DATA FOR REVIEW Block Start

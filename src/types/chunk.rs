//! Streaming chunk (delta) shape emitted on the SSE wire.

use serde::{Deserialize, Serialize};
use serde_json::Value;

use super::response::ChatCompletionResponse;

/// One streamed delta frame, `object = "chat.completion.chunk"`.
#[derive(Debug, Clone, PartialEq, Serialize, Deserialize)]
pub struct ChatCompletionChunk {
    pub id: String,
    pub object: String,
    pub created: i64,
    pub model: String,
    #[serde(default, skip_serializing_if = "Option::is_none")]
    pub system_fingerprint: Option<String>,
    pub choices: Vec<ChunkChoice>,
}

#[derive(Debug, Clone, PartialEq, Serialize, Deserialize)]
pub struct ChunkChoice {
    pub index: u32,
    pub delta: Delta,
    pub finish_reason: Option<String>,
}

/// Partial message payload inside a chunk choice.
#[derive(Debug, Clone, Default, PartialEq, Serialize, Deserialize)]
pub struct Delta {
    #[serde(default, skip_serializing_if = "Option::is_none")]
    pub role: Option<String>,
    #[serde(default, skip_serializing_if = "Option::is_none")]
    pub content: Option<String>,
    #[serde(default, skip_serializing_if = "Option::is_none")]
    pub tool_calls: Option<Value>,
}

impl ChatCompletionChunk {
    fn base(source: &ChatCompletionResponse) -> Self {
        Self {
            id: source.id.clone(),
            object: "chat.completion.chunk".to_string(),
            created: source.created,
            model: source.model.clone(),
            system_fingerprint: source.system_fingerprint.clone(),
            choices: Vec::new(),
        }
    }

    /// First chunk of a choice, carrying the role.
    pub fn role(source: &ChatCompletionResponse, index: u32, role: impl Into<String>) -> Self {
        let mut chunk = Self::base(source);
        chunk.choices.push(ChunkChoice {
            index,
            delta: Delta {
                role: Some(role.into()),
                ..Delta::default()
            },
            finish_reason: None,
        });
        chunk
    }

    /// Intermediate content chunk.
    pub fn content(source: &ChatCompletionResponse, index: u32, text: impl Into<String>) -> Self {
        let mut chunk = Self::base(source);
        chunk.choices.push(ChunkChoice {
            index,
            delta: Delta {
                content: Some(text.into()),
                ..Delta::default()
            },
            finish_reason: None,
        });
        chunk
    }

    /// Terminal chunk carrying the finish reason with an empty delta.
    pub fn finish(source: &ChatCompletionResponse, index: u32, reason: impl Into<String>) -> Self {
        let mut chunk = Self::base(source);
        chunk.choices.push(ChunkChoice {
            index,
            delta: Delta::default(),
            finish_reason: Some(reason.into()),
        });
        chunk
    }
}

DATA FOR REVIEW Block End

## [WORK ORDER]
In the entries above, restate word for word the lines between the one holding "pub struct ChunkChoice" and the one holding "u32, reason: impl", inclusive, and nothing besides.

## [YOUR SOLUTION]
pub struct ChunkChoice {
    pub index: u32,
    pub delta: Delta,
    pub finish_reason: Option<String>,
}

/// Partial message payload inside a chunk choice.
#[derive(Debug, Clone, Default, PartialEq, Serialize, Deserialize)]
pub struct Delta {
    #[serde(default, skip_serializing_if = "Option::is_none")]
    pub role: Option<String>,
    #[serde(default, skip_serializing_if = "Option::is_none")]
    pub content: Option<String>,
    #[serde(default, skip_serializing_if = "Option::is_none")]
    pub tool_calls: Option<Value>,
}

impl ChatCompletionChunk {
    fn base(source: &ChatCompletionResponse) -> Self {
        Self {
            id: source.id.clone(),
            object: "chat.completion.chunk".to_string(),
            created: source.created,
            model: source.model.clone(),
            system_fingerprint: source.system_fingerprint.clone(),
            choices: Vec::new(),
        }
    }

    /// First chunk of a choice, carrying the role.
    pub fn role(source: &ChatCompletionResponse, index: u32, role: impl Into<String>) -> Self {
        let mut chunk = Self::base(source);
        chunk.choices.push(ChunkChoice {
            index,
            delta: Delta {
                role: Some(role.into()),
                ..Delta::default()
            },
            finish_reason: None,
        });
        chunk
    }

    /// Intermediate content chunk.
    pub fn content(source: &ChatCompletionResponse, index: u32, text: impl Into<String>) -> Self {
        let mut chunk = Self::base(source);
        chunk.choices.push(ChunkChoice {
            index,
            delta: Delta {
                content: Some(text.into()),
                ..Delta::default()
            },
            finish_reason: None,
        });
        chunk
    }

    /// Terminal chunk carrying the finish reason with an empty delta.
    pub fn finish(source: &ChatCompletionResponse, index: u32, reason: impl Into<String>) -> Self {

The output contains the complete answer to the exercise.